I’m cold, so I need to go stand in the hot water under the heater in the bathroom until my blood starts to flow again.
Chuck told me what the previous renter paid for utilities in this apartment, and January last year was $80. Since I covered the swamp cooler vent, I suspect my bill will be much less. At any rate, its not so scary to contemplate, now, and maybe I can turn the thermostat up in here! ;o]
Nope, not gonna hurt myself. I’m too old to do that. I’m old enough that I know when to ask for help so I don’t break a bone. Broken bones are not good in old age wimmins!
Maybe cover the vent with a couple more layers!
I’m going to make Shannon very unhappy today. She’s been sitting in a box that held some textbooks ordered from Amazon, but I’m going to take it away and use it to mail Elen’s comic books to her.
The vent has two white trash bags over it, taped on all four sides with a double layer of tape. The winds over the last week made it suck and billow, and made all kinds of noises as it was doing it, but the tape held, and when I stood under it and reached up to see if there was a leak, it was solid.
I’ve kept the room thermostats below “the comfort zone” because I’ve never had baseboard heating and because I haven’t been in “winter” since 1980. So when the bill comes, it will be for two months.
Poor Shannon! Lucky Elen!
I just checked the destructions for the cupboard, and I think I can do it myself. The brace at the bottom is put on after the cupboard is in place. I can just carefully “walk” the entire thing into the bathroom and put it in place. Not the first time I’ve done this!
Just be careful.
A busy day is planned here.
Welp. I’ll either have to get in touch with my son or call Chuck when daylight hits Hurricane, because I can’t seem to get the towel bar off the wall. In theory, I know how its done, but I don’t seem to have the upper arm strength to do it.

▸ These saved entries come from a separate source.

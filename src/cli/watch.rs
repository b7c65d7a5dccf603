use super::{chart, markets, movers, ui};
use crate::core::market::{ChartRange, MarketProvider};
use crate::core::metrics::split_movers;
use crate::core::poll::Poller;
use crate::core::state::DashboardState;
use anyhow::Result;
use chrono::Utc;
use std::sync::Arc;
use std::time::Duration;
use tokio::io::{AsyncBufReadExt, BufReader};
use tokio::sync::watch;
use tracing::debug;

/// Live dashboard loop. A background poller refreshes the listing on a
/// fixed interval while this task handles keyboard input; pausing stops
/// the poller's fetches without tearing the timer down. Input is
/// line-based: Enter toggles pause, `s` flips the sort, `q` quits, and
/// any other word selects the charted asset by id.
pub async fn run(provider: Arc<dyn MarketProvider>, refresh: Duration) -> Result<()> {
    let (pause_tx, pause_rx) = watch::channel(false);
    let (mut snapshots, poll_handle) = Poller::new(provider, refresh).spawn(pause_rx);

    let mut lines = BufReader::new(tokio::io::stdin()).lines();
    let mut state = DashboardState::new();

    println!(
        "{}",
        ui::style_text("Waiting for the first refresh...", ui::StyleType::Subtle)
    );

    loop {
        tokio::select! {
            maybe_assets = snapshots.recv() => {
                let Some(assets) = maybe_assets else { break };
                state = state.with_refresh(assets, Utc::now());
                render(&state);
            }
            line = lines.next_line() => {
                let Some(line) = line? else { break };
                match line.trim() {
                    "q" | "quit" => break,
                    "" => {
                        let paused = !state.paused();
                        state = state.with_paused(paused);
                        // A send only fails when the poller is gone.
                        let _ = pause_tx.send(paused);
                        debug!(paused, "Pause toggled");
                        render(&state);
                    }
                    "s" => {
                        let sort = state.sort().toggle();
                        state = state.with_sort(sort);
                        render(&state);
                    }
                    id => {
                        state = state.with_selection(id);
                        render(&state);
                    }
                }
            }
        }
    }

    poll_handle.abort();
    Ok(())
}

fn render(state: &DashboardState) {
    let term = console::Term::stdout();
    let _ = term.clear_screen();
    println!("{}", render_dashboard(state));
}

/// Builds the whole dashboard from one state snapshot.
pub fn render_dashboard(state: &DashboardState) -> String {
    let refreshed = state
        .refreshed_at()
        .map_or("never".to_string(), |at| at.format("%H:%M:%S UTC").to_string());
    let pause_badge = if state.paused() {
        ui::style_text(" [PAUSED]", ui::StyleType::Error)
    } else {
        String::new()
    };

    let mut output = format!(
        "{}{}  {}\n\n",
        ui::style_text("Coin Radar", ui::StyleType::Title),
        pause_badge,
        ui::style_text(
            &format!("refreshed {refreshed} · sorted by {}", state.sort()),
            ui::StyleType::Subtle
        )
    );

    output.push_str(&markets::render_table(state.assets(), state.sort()));
    output.push('\n');

    if let Some(selected) = state.selected() {
        output.push('\n');
        output.push_str(&chart::render_chart(selected, ChartRange::Week));
        output.push('\n');
    }

    output.push('\n');
    output.push_str(&movers::render_panels(&split_movers(state.assets())));
    output.push('\n');

    output.push_str(&ui::style_text(
        "\nEnter: pause/resume · s: sort · <coin-id>: chart · q: quit",
        ui::StyleType::Subtle,
    ));
    output
}
use anyhow::{Context, Result};
use directories::ProjectDirs;
use serde::{Deserialize, Serialize};
use std::{fs, path::PathBuf};
use tracing::debug;

#[derive(Debug, Deserialize, Serialize, Clone)]
pub struct ProviderConfig {
    pub base_url: String,
}

impl Default for ProviderConfig {
    fn default() -> Self {
        ProviderConfig {
            base_url: "https://api.coingecko.com".to_string(),
        }
    }
}

fn default_vs_currency() -> String {
    "usd".to_string()
}

fn default_per_page() -> u32 {
    15
}

fn default_refresh_secs() -> u64 {
    15
}

#[derive(Debug, Deserialize, Serialize, Clone)]
pub struct AppConfig {
    #[serde(default)]
    pub provider: ProviderConfig,
    /// Quote currency for prices, volumes and caps.
    #[serde(default = "default_vs_currency")]
    pub vs_currency: String,
    /// How many top assets to list per refresh.
    #[serde(default = "default_per_page")]
    pub per_page: u32,
    /// Seconds between live-view refreshes.
    #[serde(default = "default_refresh_secs")]
    pub refresh_secs: u64,
}

impl Default for AppConfig {
    fn default() -> Self {
        AppConfig {
            provider: ProviderConfig::default(),
            vs_currency: default_vs_currency(),
            per_page: default_per_page(),
            refresh_secs: default_refresh_secs(),
        }
    }
}

impl AppConfig {
    pub fn load() -> Result<Self> {
        debug!("Loading default config");
        let config_path = Self::default_config_path()?;
        if !config_path.exists() {
            debug!("No config file found, using defaults");
            return Ok(Self::default());
        }
        Self::load_from_path(&config_path)
    }

    pub fn default_config_path() -> Result<PathBuf> {
        let proj_dirs = ProjectDirs::from("io", "coinradar", "coinradar")
            .context("Could not determine project directories")?;
        Ok(proj_dirs.config_dir().join("config.yaml"))
    }

    pub fn load_from_path<P: AsRef<std::path::Path>>(path: P) -> Result<Self> {
        let config_str = fs::read_to_string(path.as_ref())
            .with_context(|| format!("Failed to read config file: {}", path.as_ref().display()))?;

        let config: Self = serde_yaml::from_str(&config_str)
            .with_context(|| format!("Failed to parse config file: {}", path.as_ref().display()))?;
        debug!("Successfully loaded config");
        Ok(config)
    }
}

#[cfg(test)]
mod tests {
    use super::*;

    #[test]
    fn test_config_deserialization() {
        let yaml_str = r#"
provider:
  base_url: "http://example.com/gecko"
vs_currency: "eur"
per_page: 25
refresh_secs: 30
"#;

        let config: AppConfig = serde_yaml::from_str(yaml_str).expect("Failed to deserialize");
        assert_eq!(config.provider.base_url, "http://example.com/gecko");
        assert_eq!(config.vs_currency, "eur");
        assert_eq!(config.per_page, 25);
        assert_eq!(config.refresh_secs, 30);
    }

    #[test]
    fn test_config_defaults() {
        let config: AppConfig = serde_yaml::from_str("{}").expect("Failed to deserialize");
        assert_eq!(config.provider.base_url, "https://api.coingecko.com");
        assert_eq!(config.vs_currency, "usd");
        assert_eq!(config.per_page, 15);
        assert_eq!(config.refresh_secs, 15);

        let partial: AppConfig =
            serde_yaml::from_str("vs_currency: inr").expect("Failed to deserialize");
        assert_eq!(partial.vs_currency, "inr");
        assert_eq!(partial.per_page, 15);
    }

    #[test]
    fn test_load_from_missing_path_errors_with_context() {
        let err = AppConfig::load_from_path("/nonexistent/config.yaml").unwrap_err();
        assert!(err.to_string().contains("/nonexistent/config.yaml"));
    }
}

So I’ll just go ahead and finish the cabinet and get it ready to move, and wait for Chuck.
Sounds like Chuck could help. Don’t hurt yourself!
I promise I won’t hurt myself (she said in a Tim Taylor voice.) I will go ahead and finish putting the thing together and then worry about putting it into the bathroom when Chuck gets here.
I had made an appointment for Beaker and thought for sure it was next week, but I didn’t hear the call come in and I didn’t realize it had until I checked my voice mail as I do once a week. Dang. I need to get her in ASAP because her beak is close to touching her breast feathers. Not good.
Oops. Reschedule time!
I’ve packed a box with comic books and t-shirts and will mail it to Elen later today. I have a large flat-rate box in which her computer will fit. I suppose I don’t need bubble wrap if I use more t-shirts!